Saat itu, Ahok dalam pidatonya menjelaskan bahwa warga tak perlu takut soal kelanjutan program bantuan itu, bila dirinya tak terpilih dalam Pilgub DKI 2017. Lebih kurang, Ahok menjamin program itu akan tetap berjalan, apapun hasil Pilgub kelak. “Jadi enggak usah pikiran. ‘Akh! Nanti kalau enggak kepilih, pasti Ahok programnya bubar’. Enggak!

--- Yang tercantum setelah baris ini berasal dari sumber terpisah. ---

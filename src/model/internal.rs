//! The per-record controller.
//!
//! An `InternalModel` owns the three attribute layers, the current state
//! node, validation errors and the loading ticket. It never reaches into
//! other records: effects that cross records (relationships, record arrays)
//! are applied by the store.

use crate::error::FieldErrors;
use crate::state::{LifecycleEvent, PropertyChange, RecordState, StateFlags};
use crate::types::{AttrMap, FetchTicket, ModelId};
use std::collections::BTreeMap;

use super::errors::RecordErrors;

/// `(original, current)` pair for a changed attribute.
pub type AttributeChange = (Option<serde_json::Value>, Option<serde_json::Value>);

/// Authoritative record state for one `(type, id)` identity.
#[derive(Clone, Debug)]
pub struct InternalModel {
    handle: ModelId,
    model_name: String,
    id: Option<String>,
    current_state: RecordState,
    /// Last server-confirmed values.
    data: AttrMap,
    /// Uncommitted local edits.
    attributes: AttrMap,
    /// Edits currently being persisted.
    in_flight_attributes: AttrMap,
    errors: RecordErrors,
    is_error: bool,
    adapter_error: Option<String>,
    is_reloading: bool,
    is_materialized: bool,
    is_destroyed: bool,
    loading_ticket: Option<FetchTicket>,
    deferred_triggers: Vec<LifecycleEvent>,
}

impl InternalModel {
    pub fn new(handle: ModelId, model_name: impl Into<String>, id: Option<String>) -> Self {
        Self {
            handle,
            model_name: model_name.into(),
            id,
            current_state: RecordState::Empty,
            data: AttrMap::new(),
            attributes: AttrMap::new(),
            in_flight_attributes: AttrMap::new(),
            errors: RecordErrors::new(),
            is_error: false,
            adapter_error: None,
            is_reloading: false,
            is_materialized: false,
            is_destroyed: false,
            loading_ticket: None,
            deferred_triggers: Vec::new(),
        }
    }

    pub fn handle(&self) -> ModelId {
        self.handle
    }

    pub fn model_name(&self) -> &str {
        &self.model_name
    }

    pub fn id(&self) -> Option<&str> {
        self.id.as_deref()
    }

    pub(crate) fn set_id(&mut self, id: String) {
        self.id = Some(id);
    }

    pub fn current_state(&self) -> RecordState {
        self.current_state
    }

    pub(crate) fn set_current_state(&mut self, state: RecordState) {
        self.current_state = state;
    }

    pub fn flags(&self) -> StateFlags {
        self.current_state.flags()
    }

    pub fn is_empty(&self) -> bool {
        self.flags().is_empty
    }

    pub fn is_loading(&self) -> bool {
        self.flags().is_loading
    }

    pub fn is_loaded(&self) -> bool {
        self.flags().is_loaded
    }

    pub fn is_dirty(&self) -> bool {
        self.flags().is_dirty
    }

    pub fn is_new(&self) -> bool {
        self.flags().is_new
    }

    pub fn is_deleted(&self) -> bool {
        self.flags().is_deleted
    }

    pub fn is_valid(&self) -> bool {
        self.flags().is_valid
    }

    pub fn is_error(&self) -> bool {
        self.is_error
    }

    pub fn adapter_error(&self) -> Option<&str> {
        self.adapter_error.as_deref()
    }

    pub fn is_reloading(&self) -> bool {
        self.is_reloading
    }

    pub(crate) fn set_reloading(&mut self, reloading: bool) {
        self.is_reloading = reloading;
    }

    pub fn is_materialized(&self) -> bool {
        self.is_materialized
    }

    pub(crate) fn materialize(&mut self) {
        self.is_materialized = true;
    }

    pub fn is_destroyed(&self) -> bool {
        self.is_destroyed
    }

    // --- Attributes ---

    /// Visible value: local edit, then in-flight edit, then confirmed data.
    pub fn attr(&self, name: &str) -> Option<&serde_json::Value> {
        self.attributes
            .get(name)
            .or_else(|| self.in_flight_attributes.get(name))
            .or_else(|| self.data.get(name))
    }

    pub fn data(&self) -> &AttrMap {
        &self.data
    }

    pub fn local_attributes(&self) -> &AttrMap {
        &self.attributes
    }

    pub fn in_flight_attributes(&self) -> &AttrMap {
        &self.in_flight_attributes
    }

    pub fn has_changed_attributes(&self) -> bool {
        !self.attributes.is_empty()
    }

    /// Change context for writing `value`, or `None` when the visible value
    /// (falling back to `default`) already equals it.
    ///
    /// The original value is the in-flight one while a save is running, so
    /// writing back the last confirmed value still counts as an edit.
    pub fn property_change(
        &self,
        name: &str,
        value: &serde_json::Value,
        default: Option<&serde_json::Value>,
    ) -> Option<PropertyChange> {
        let old_value = self.attr(name).or(default).cloned();
        if old_value.as_ref() == Some(value) {
            return None;
        }
        Some(PropertyChange {
            name: name.to_string(),
            old_value,
            original_value: self
                .in_flight_attributes
                .get(name)
                .or_else(|| self.data.get(name))
                .cloned(),
            value: value.clone(),
        })
    }

    /// Stage a local edit.
    pub(crate) fn write_attribute(&mut self, name: &str, value: serde_json::Value) {
        self.attributes.insert(name.to_string(), value);
    }

    pub(crate) fn delete_local_attribute(&mut self, name: &str) {
        self.attributes.remove(name);
    }

    /// Diff of confirmed data against in-flight plus local edits.
    pub fn changed_attributes(&self) -> BTreeMap<String, AttributeChange> {
        let mut current = self.in_flight_attributes.clone();
        current.extend(self.attributes.iter().map(|(k, v)| (k.clone(), v.clone())));
        current
            .into_iter()
            .map(|(key, value)| {
                let original = self.data.get(&key).cloned();
                (key, (original, Some(value)))
            })
            .collect()
    }

    /// Drop local edits that now equal the confirmed value.
    pub(crate) fn update_changed_attributes(&mut self) {
        let unchanged: Vec<String> = self
            .changed_attributes()
            .into_iter()
            .filter(|(_, (old, new))| old == new)
            .map(|(key, _)| key)
            .collect();
        for key in unchanged {
            self.attributes.remove(&key);
        }
    }

    /// Keys whose visible value would change if `updates` were merged.
    ///
    /// Keys with a local edit are skipped: server data never overrides them.
    pub fn changed_keys(&self, updates: &AttrMap) -> Vec<String> {
        updates
            .iter()
            .filter(|(key, _)| !self.attributes.contains_key(*key))
            .filter(|(key, value)| {
                let original = self
                    .in_flight_attributes
                    .get(*key)
                    .or_else(|| self.data.get(*key));
                original != Some(*value)
            })
            .map(|(key, _)| key.clone())
            .collect()
    }

    /// Merge pushed attributes into confirmed data, returning changed keys.
    pub(crate) fn merge_data(&mut self, updates: &AttrMap) -> Vec<String> {
        let changed = self.changed_keys(updates);
        self.data
            .extend(updates.iter().map(|(k, v)| (k.clone(), v.clone())));
        changed
    }

    /// Out-of-band attribute seeding before a fetch completes.
    pub(crate) fn preload_attribute(&mut self, name: &str, value: serde_json::Value) {
        self.data.insert(name.to_string(), value);
    }

    /// Move local edits into the in-flight layer at the start of a save.
    pub(crate) fn flush_changed_attributes(&mut self) {
        let pending = std::mem::take(&mut self.attributes);
        self.in_flight_attributes.extend(pending);
    }

    /// Return in-flight edits to the local layer after a rejected save.
    ///
    /// Edits made while the save was in flight win over the rejected ones.
    pub(crate) fn save_was_rejected(&mut self) {
        let in_flight = std::mem::take(&mut self.in_flight_attributes);
        for (key, value) in in_flight {
            self.attributes.entry(key).or_insert(value);
        }
    }

    /// Server acknowledged the save: promote in-flight edits then merge any
    /// returned data. Returns the keys whose visible value changed.
    pub(crate) fn adapter_did_commit(&mut self, data: Option<&AttrMap>) -> Vec<String> {
        self.did_clean_error();
        let changed = data.map(|d| self.changed_keys(d)).unwrap_or_default();
        let in_flight = std::mem::take(&mut self.in_flight_attributes);
        self.data.extend(in_flight);
        if let Some(data) = data {
            self.data
                .extend(data.iter().map(|(k, v)| (k.clone(), v.clone())));
        }
        changed
    }

    /// Discard local edits. Returns the keys that were dirty.
    pub(crate) fn rollback_attributes(&mut self) -> Vec<String> {
        let dirty: Vec<String> = self.attributes.keys().cloned().collect();
        if self.is_error {
            self.in_flight_attributes.clear();
            self.did_clean_error();
        }
        if self.is_valid() {
            self.in_flight_attributes.clear();
        }
        self.attributes.clear();
        dirty
    }

    // --- Errors ---

    pub fn errors(&self) -> &RecordErrors {
        &self.errors
    }

    pub(crate) fn add_error_messages(&mut self, errors: &FieldErrors) {
        for (attribute, messages) in errors {
            self.errors.add(attribute.clone(), messages.clone());
        }
    }

    /// Returns true when the last error was removed.
    pub(crate) fn remove_error_message(&mut self, attribute: &str) -> bool {
        self.errors.remove(attribute) && self.errors.is_empty()
    }

    pub(crate) fn clear_error_messages(&mut self) {
        self.errors.clear();
    }

    pub(crate) fn did_error(&mut self, message: String) {
        self.is_error = true;
        self.adapter_error = Some(message);
    }

    pub(crate) fn did_clean_error(&mut self) {
        self.is_error = false;
        self.adapter_error = None;
    }

    // --- Bookkeeping ---

    pub fn loading_ticket(&self) -> Option<FetchTicket> {
        self.loading_ticket
    }

    pub(crate) fn set_loading_ticket(&mut self, ticket: Option<FetchTicket>) {
        self.loading_ticket = ticket;
    }

    pub(crate) fn trigger_later(&mut self, event: LifecycleEvent) {
        self.deferred_triggers.push(event);
    }

    pub(crate) fn take_deferred_triggers(&mut self) -> Vec<LifecycleEvent> {
        std::mem::take(&mut self.deferred_triggers)
    }

    /// Turn the model into a tombstone.
    pub(crate) fn destroy(&mut self) {
        self.is_destroyed = true;
        self.is_materialized = false;
        self.loading_ticket = None;
        self.attributes.clear();
        self.in_flight_attributes.clear();
    }
}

Saya masih terpilih (menjabat) sampai Oktober 2017,” kata Ahok.
Setelahnya, terseliplah pernyataan dia soal penggunaan surat Al Maidah ayat 51 jelang Pilgub DKI 2017. “Jadi jangan percaya sama orang, kan bisa aja dalam hati kecil bapak ibu enggak pilih saya. Dibohongin pakai surat Al Maidah ayat 51, macam-macam itu. Itu hak bapak ibu.” (beritagar.id, 6/10/2016).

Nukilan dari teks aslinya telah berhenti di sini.